Alteração no texto da PEC
O principal ponto de embate na análise da PEC sobre segurança pública, apresentada pelo governo em abril, era a prerrogativa exclusiva da União para legislar sobre o tema. O relator, Mendonça Filho (União-PE), afirmou que a única alteração feita no relatório foi a retirada desse dispositivo, preservando, segundo ele, a autonomia dos estados e municípios. “Nossa fala é no sentido de preservar a autonomia dos estados e municípios no que diz respeito à política de segurança pública”, declarou o deputado.
Repercussão no governo e no Congresso
Dentro do Ministério da Justiça, a avaliação é que a mudança foi um acordo possível para permitir o avanço da PEC. Articuladores da pasta destacam que a União não pretende usurpar competências dos estados. A alteração atende às demandas de parlamentares e mantém a possibilidade de a União coordenar o esqueleto da segurança pública e o Sistema Único de Segurança Pública, garantindo integração com os estados. Atualmente, a Constituição já prevê que a União trate de regras gerais, enquanto os estados atuam de forma subsidiária.
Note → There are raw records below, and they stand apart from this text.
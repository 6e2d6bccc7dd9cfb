//! Composition root tying configuration, the alias catalog and the schema
//! interpreter together.
//!
//! A `FormEngine` is built once at startup and shared; it holds no mutable
//! state, so `&FormEngine` can be used from any number of threads.

use crate::config::FormEngineConfig;
use crate::error::FormEngineResult;
use crate::mapping::{merge_extraction_loose, AliasCatalog, AliasMapper, FieldAliasMapping};
use crate::schema::types::FormSchema;
use crate::schema_interpreter::SchemaInterpreter;
use crate::visibility::{visible_sections, VisibleSection};
use log::{info, warn};
use serde_json::{Map, Value};
use std::path::Path;

#[derive(Debug, Clone)]
pub struct FormEngine {
    config: FormEngineConfig,
    catalog: AliasCatalog,
    mapper: AliasMapper,
    interpreter: SchemaInterpreter,
}

impl FormEngine {
    /// Builds an engine, loading the alias catalog the configuration names.
    pub fn new(config: FormEngineConfig) -> FormEngineResult<Self> {
        let catalog = config.load_catalog()?;
        Self::with_catalog(config, catalog)
    }

    /// Builds an engine around an explicit catalog.
    pub fn with_catalog(config: FormEngineConfig, catalog: AliasCatalog) -> FormEngineResult<Self> {
        config.validate()?;
        let mapper = config.alias_mapper(&catalog);
        let interpreter =
            SchemaInterpreter::new().with_strict_condition_paths(config.strict_condition_paths);
        info!(
            "Form engine ready: primary locale '{}', {} canonical keys",
            config.primary_locale,
            catalog.len()
        );
        Ok(Self {
            config,
            catalog,
            mapper,
            interpreter,
        })
    }

    pub fn config(&self) -> &FormEngineConfig {
        &self.config
    }

    pub fn catalog(&self) -> &AliasCatalog {
        &self.catalog
    }

    pub fn mapper(&self) -> &AliasMapper {
        &self.mapper
    }

    pub fn load_schema_str(&self, json_str: &str) -> FormEngineResult<FormSchema> {
        Ok(self.interpreter.interpret_str(json_str)?)
    }

    pub fn load_schema_value(&self, value: Value) -> FormEngineResult<FormSchema> {
        Ok(self.interpreter.interpret_value(value)?)
    }

    pub fn load_schema_file(&self, path: impl AsRef<Path>) -> FormEngineResult<FormSchema> {
        Ok(self.interpreter.interpret_file(path)?)
    }

    pub fn visible_sections<'a>(
        &self,
        schema: &'a FormSchema,
        form_data: &Value,
    ) -> Vec<VisibleSection<'a>> {
        visible_sections(schema, form_data)
    }

    pub fn generate_mapping(&self, schema: &FormSchema) -> FieldAliasMapping {
        self.mapper.generate(schema)
    }

    /// Merges an extraction result into `form_data` for `schema`, accepting
    /// canonical keys as well as their aliases. Returns the number of fields
    /// written.
    pub fn fill_from_extraction(
        &self,
        schema: &FormSchema,
        form_data: &mut Value,
        extracted: &Map<String, Value>,
    ) -> usize {
        let mapping = self.generate_mapping(schema);
        merge_extraction_loose(form_data, &self.mapper, &mapping, extracted)
    }

    /// Parses the extraction service payload. A payload that is valid JSON
    /// but not an object carries nothing to place and yields an empty map.
    pub fn parse_extraction(payload: &str) -> FormEngineResult<Map<String, Value>> {
        match serde_json::from_str::<Value>(payload)? {
            Value::Object(map) => Ok(map),
            other => {
                warn!("Ignoring non-object extraction payload of type {}", json_type(&other));
                Ok(Map::new())
            }
        }
    }
}

fn json_type(value: &Value) -> &'static str {
    match value {
        Value::Null => "null",
        Value::Bool(_) => "boolean",
        Value::Number(_) => "number",
        Value::String(_) => "string",
        Value::Array(_) => "array",
        Value::Object(_) => "object",
    }
}

#[cfg(test)]
mod tests {
    use super::*;
    use crate::error::FormEngineError;
    use serde_json::json;

    #[test]
    fn test_engine_with_defaults() {
        let engine = FormEngine::new(FormEngineConfig::default()).unwrap();
        assert_eq!(engine.catalog(), &AliasCatalog::consular_defaults());
        assert_eq!(engine.mapper().primary_locale(), "fr");
    }

    #[test]
    fn test_engine_rejects_invalid_config() {
        let config = FormEngineConfig {
            primary_locale: String::new(),
            ..Default::default()
        };
        assert!(matches!(
            FormEngine::with_catalog(config, AliasCatalog::new()),
            Err(FormEngineError::Config(_))
        ));
    }

    #[test]
    fn test_schema_errors_are_wrapped() {
        let engine = FormEngine::new(FormEngineConfig::default()).unwrap();
        let result = engine.load_schema_value(json!({"sections": [{"id": "", "fields": []}]}));
        assert!(matches!(result, Err(FormEngineError::Schema(_))));
    }

    #[test]
    fn test_parse_extraction() {
        let map = FormEngine::parse_extraction(r#"{"prenom": "Awa"}"#).unwrap();
        assert_eq!(map.get("prenom"), Some(&json!("Awa")));

        assert!(FormEngine::parse_extraction("[1, 2]").unwrap().is_empty());
        assert!(matches!(
            FormEngine::parse_extraction("{not json"),
            Err(FormEngineError::Serialization(_))
        ));
    }
}
use super::condition::{Condition, ConditionLogic, Conditional};
use super::field::FieldDefinition;
use super::localized::LocalizedString;
use indexmap::IndexMap;
use serde::{Deserialize, Serialize};

/// A group of fields shown together; `fields` is in display order.
#[derive(Debug, Clone, PartialEq, Serialize, Deserialize)]
#[serde(rename_all = "camelCase")]
pub struct Section {
    pub key: String,
    #[serde(default)]
    pub title: LocalizedString,
    #[serde(default, skip_serializing_if = "Option::is_none")]
    pub description: Option<LocalizedString>,
    #[serde(default)]
    pub optional: bool,
    #[serde(default)]
    pub fields: IndexMap<String, FieldDefinition>,
    #[serde(default, skip_serializing_if = "Option::is_none")]
    pub condition: Option<Condition>,
    #[serde(default, skip_serializing_if = "Vec::is_empty")]
    pub conditions: Vec<Condition>,
    #[serde(default)]
    pub condition_logic: ConditionLogic,
}

impl Section {
    #[must_use]
    pub fn new(key: impl Into<String>) -> Self {
        Self {
            key: key.into(),
            title: LocalizedString::default(),
            description: None,
            optional: false,
            fields: IndexMap::new(),
            condition: None,
            conditions: Vec::new(),
            condition_logic: ConditionLogic::And,
        }
    }

    pub fn with_title(mut self, locale: impl Into<String>, text: impl Into<String>) -> Self {
        self.title.insert(locale, text);
        self
    }

    pub fn with_condition(mut self, condition: Condition) -> Self {
        self.condition = Some(condition);
        self
    }

    pub fn with_conditions(mut self, conditions: Vec<Condition>, logic: ConditionLogic) -> Self {
        self.conditions = conditions;
        self.condition_logic = logic;
        self
    }

    pub fn with_field(mut self, field: FieldDefinition) -> Self {
        self.add_field(field);
        self
    }

    /// Adds a field keyed by its own `key`. A field with the same key is
    /// replaced in place and returned.
    pub fn add_field(&mut self, field: FieldDefinition) -> Option<FieldDefinition> {
        self.fields.insert(field.key.clone(), field)
    }

    pub fn field(&self, key: &str) -> Option<&FieldDefinition> {
        self.fields.get(key)
    }

    /// Fields in display order.
    pub fn field_list(&self) -> Vec<&FieldDefinition> {
        self.fields.values().collect()
    }
}

impl Conditional for Section {
    fn condition(&self) -> Option<&Condition> {
        self.condition.as_ref()
    }

    fn conditions(&self) -> &[Condition] {
        &self.conditions
    }

    fn condition_logic(&self) -> ConditionLogic {
        self.condition_logic
    }
}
Apesar do acordo, a retirada da prerrogativa exclusiva da União não é consenso dentro do governo. Uma fonte, em caráter reservado, avaliou que a medida enfraquece a intenção original da PEC de centralizar a segurança pública sob a União, o que, segundo essa fonte, fere o espírito da proposta.
A expectativa é que o novo relatório seja apresentado nesta quarta-feira (9) à Comissão de Constituição e Justiça, onde o tema continuará sendo debatido entre os parlamentares. A discussão sobre a autonomia federativa e o papel da União na segurança pública deve seguir como pauta central nos próximos passos da tramitação da PEC.